Top: Archive Image taken by John R. Driza. © National Archives, Washington, 1945.
Bottom: Recent image - Taylah Simmons, 2025
20,000 people didn't survive this imprisonment.
At least 5,000 dead bodies were cremated in this building.
When the crematorium became overcrowded, the ashes of the deceased were dumped at the back of the building, and open-air pyres had to be used in desperation to keep up with the number of dead. This is an old method of cremation where bodies are placed on a structure made of wood and then set on fire, which is now illegal in most countries. (Except in India and Nepal where it is legal and culturally/religiously accepted, especially within Hindu traditions.)

Top Archive image from State Archives of the Russian Federation. April 1945.
Bottom: Recent image- Taylah Simmons, 2025
"Since our crematorium was working over capacity, bonfires were set up so that the corpses could be piled on top of them in layers. We spent the day pulling at clothing that was smeared with blood and excrement, and touching cold flesh. It was pure and utter horror." -Stéphane Hessel (1953) - Former Prisoner and French resistance fighter against the Nazis (I would highglt recommend further reading and research)
Liberation
The camp was liberated on the 11th of April, 1945, when American soldiers entered and began evacuating the Mittelbau camps. Only a few hundred extremely ill prisoners had survived to be liberated. Among thousands of corpses, some inmates were still alive and received immediate medical attention.

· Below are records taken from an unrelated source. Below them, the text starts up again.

use std::sync::{Arc, Mutex};
use std::time::Duration;

use chrono::{DateTime, Utc};
use quotaguard_core::{Clock, QuotaGuardError};

/// Three-state gate shielding the active collector from a failing batch of
/// provider fetches.
///
/// Generalized from the teacher's `BlacklistConnector`'s `Mutex<Option<Instant>>`
/// two-state (blacklisted/not) pattern into the spec's three explicit states.
#[derive(Debug, Clone, Copy)]
enum BreakerState {
    Closed { consecutive_failures: u32 },
    Open { since: DateTime<Utc> },
    HalfOpen,
}

/// Per-collector circuit breaker.
///
/// `failure_threshold` consecutive failures trip `Closed -> Open`. Once
/// `timeout` elapses, the next `allow()` call transitions `Open -> HalfOpen`
/// and returns `true` exactly once (the probe); subsequent calls while still
/// `HalfOpen` return `false` until the probe's outcome is recorded.
pub struct CircuitBreaker {
    state: Mutex<BreakerState>,
    failure_threshold: u32,
    timeout: Duration,
    clock: Arc<dyn Clock>,
}

impl CircuitBreaker {
    /// Builds a breaker starting in `Closed` with zero recorded failures.
    #[must_use]
    pub fn new(failure_threshold: u32, timeout: Duration, clock: Arc<dyn Clock>) -> Self {
        Self {
            state: Mutex::new(BreakerState::Closed {
                consecutive_failures: 0,
            }),
            failure_threshold,
            timeout,
            clock,
        }
    }

    /// Returns `true` if a call may proceed right now, transitioning
    /// `Open -> HalfOpen` (admitting exactly one probe) if `timeout` has
    /// elapsed.
    pub fn allow(&self) -> bool {
        let mut state = self.state.lock().expect("breaker mutex poisoned");
        match *state {
            BreakerState::Closed { .. } => true,
            BreakerState::Open { since } => {
                let elapsed = self.clock.now() - since;
                let timeout = chrono::Duration::from_std(self.timeout).unwrap_or(chrono::Duration::zero());
                if elapsed >= timeout {
                    *state = BreakerState::HalfOpen;
                    true
                } else {
                    false
                }
            }
            BreakerState::HalfOpen => false,
        }
    }

    /// Time remaining until `allow()` would admit a probe, or `None` if a
    /// call is allowed right now.
    #[must_use]
    pub fn retry_after(&self) -> Option<Duration> {
        let state = self.state.lock().expect("breaker mutex poisoned");
        match *state {
            BreakerState::Closed { .. } | BreakerState::HalfOpen => None,
            BreakerState::Open { since } => {
                let elapsed = self.clock.now() - since;
                let timeout = chrono::Duration::from_std(self.timeout).unwrap_or(chrono::Duration::zero());
                let remaining = (timeout - elapsed).to_std().unwrap_or(Duration::ZERO);
                Some(remaining)
            }
        }
    }

    /// Builds the caller-visible error for a skipped poll cycle.
    #[must_use]
    pub fn breaker_open_error(&self) -> QuotaGuardError {
        QuotaGuardError::breaker_open(self.retry_after().unwrap_or(Duration::ZERO))
    }

    /// Records a successful call: resets the failure counter and closes the
    /// breaker from any state, including resolving a `HalfOpen` probe.
    pub fn record_success(&self) {
        let mut state = self.state.lock().expect("breaker mutex poisoned");
        *state = BreakerState::Closed {
            consecutive_failures: 0,
        };
    }

    /// Records a failed call. A failed `HalfOpen` probe reopens the breaker
    /// immediately; a `Closed` failure increments the counter and trips to
    /// `Open` once `failure_threshold` is reached.
    pub fn record_failure(&self) {
        let mut state = self.state.lock().expect("breaker mutex poisoned");
        *state = match *state {
            BreakerState::Closed { consecutive_failures } => {
                let count = consecutive_failures + 1;
                if count >= self.failure_threshold {
                    BreakerState::Open { since: self.clock.now() }
                } else {
                    BreakerState::Closed { consecutive_failures: count }
                }
            }
            BreakerState::HalfOpen | BreakerState::Open { .. } => {
                BreakerState::Open { since: self.clock.now() }
            }
        };
    }

    /// True while the breaker is in the `Open` state (for diagnostics/tests).
    #[must_use]
    pub fn is_open(&self) -> bool {
        matches!(*self.state.lock().expect("breaker mutex poisoned"), BreakerState::Open { .. })
    }
}

#[cfg(test)]
mod tests {
    use super::*;
    use quotaguard_core::SystemClock;

    fn breaker(threshold: u32, timeout: Duration) -> CircuitBreaker {
        CircuitBreaker::new(threshold, timeout, Arc::new(SystemClock))
    }

    #[test]
    fn closed_breaker_allows_calls() {
        let b = breaker(3, Duration::from_millis(100));
        assert!(b.allow());
    }

    #[test]
    fn trips_open_after_threshold_failures() {
        let b = breaker(3, Duration::from_secs(60));
        b.record_failure();
        b.record_failure();
        assert!(b.allow());
        b.record_failure();
        assert!(!b.allow());
        assert!(b.is_open());
    }

    #[test]
    fn any_success_resets_the_counter() {
        let b = breaker(3, Duration::from_secs(60));
        b.record_failure();
        b.record_failure();
        b.record_success();
        b.record_failure();
        b.record_failure();
        assert!(b.allow());
    }

    #[tokio::test]
    async fn half_open_probe_admits_exactly_once() {
        let b = breaker(1, Duration::from_millis(20));
        b.record_failure();
        assert!(!b.allow());
        tokio::time::sleep(Duration::from_millis(30)).await;
        assert!(b.allow());
        assert!(!b.allow());
    }

    #[tokio::test]
    async fn failed_probe_reopens_the_breaker() {
        let b = breaker(1, Duration::from_millis(20));
        b.record_failure();
        tokio::time::sleep(Duration::from_millis(30)).await;
        assert!(b.allow());
        b.record_failure();
        assert!(!b.allow());
        assert!(b.is_open());
    }

    #[tokio::test]
    async fn successful_probe_closes_the_breaker() {
        let b = breaker(1, Duration::from_millis(20));
        b.record_failure();
        tokio::time::sleep(Duration::from_millis(30)).await;
        assert!(b.allow());
        b.record_success();
        assert!(b.allow());
    }
}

Present-Day Memorial and Exhibition
After the war, the site was taken over by the Soviet Military Administration in 1946. The crematorium was preserved and transformed into a memorial. Between 1963 and 1990, it functioned as a museum under East German administration. After reunification of Germany, Mittelbau-Dora became a national memorial site, dedicated to remembrance, education, and the fight against forgetting.
A permanent exhibition on site now tells the full story of Mittelbau-Dora - from the lives of the prisoners, to the weapons they were forced to build, to the complicity of German industries and civilians.
“The exhibition reveals the diverse network of relationships between the camps and their social environments and contributes to a critical examination of the issue of perpetrators and the responsibility of accomplices and bystanders.” — Mittelbau-Dora Memorial Website
It is hard to put into words the weight of standing in a place where so many suffered and died. I felt it then, and I feel it now as I put this article together.
I hope these photos, paired with fragments of history, can speak to that heaviness—and help others grasp the magnitude of these dark times of the history.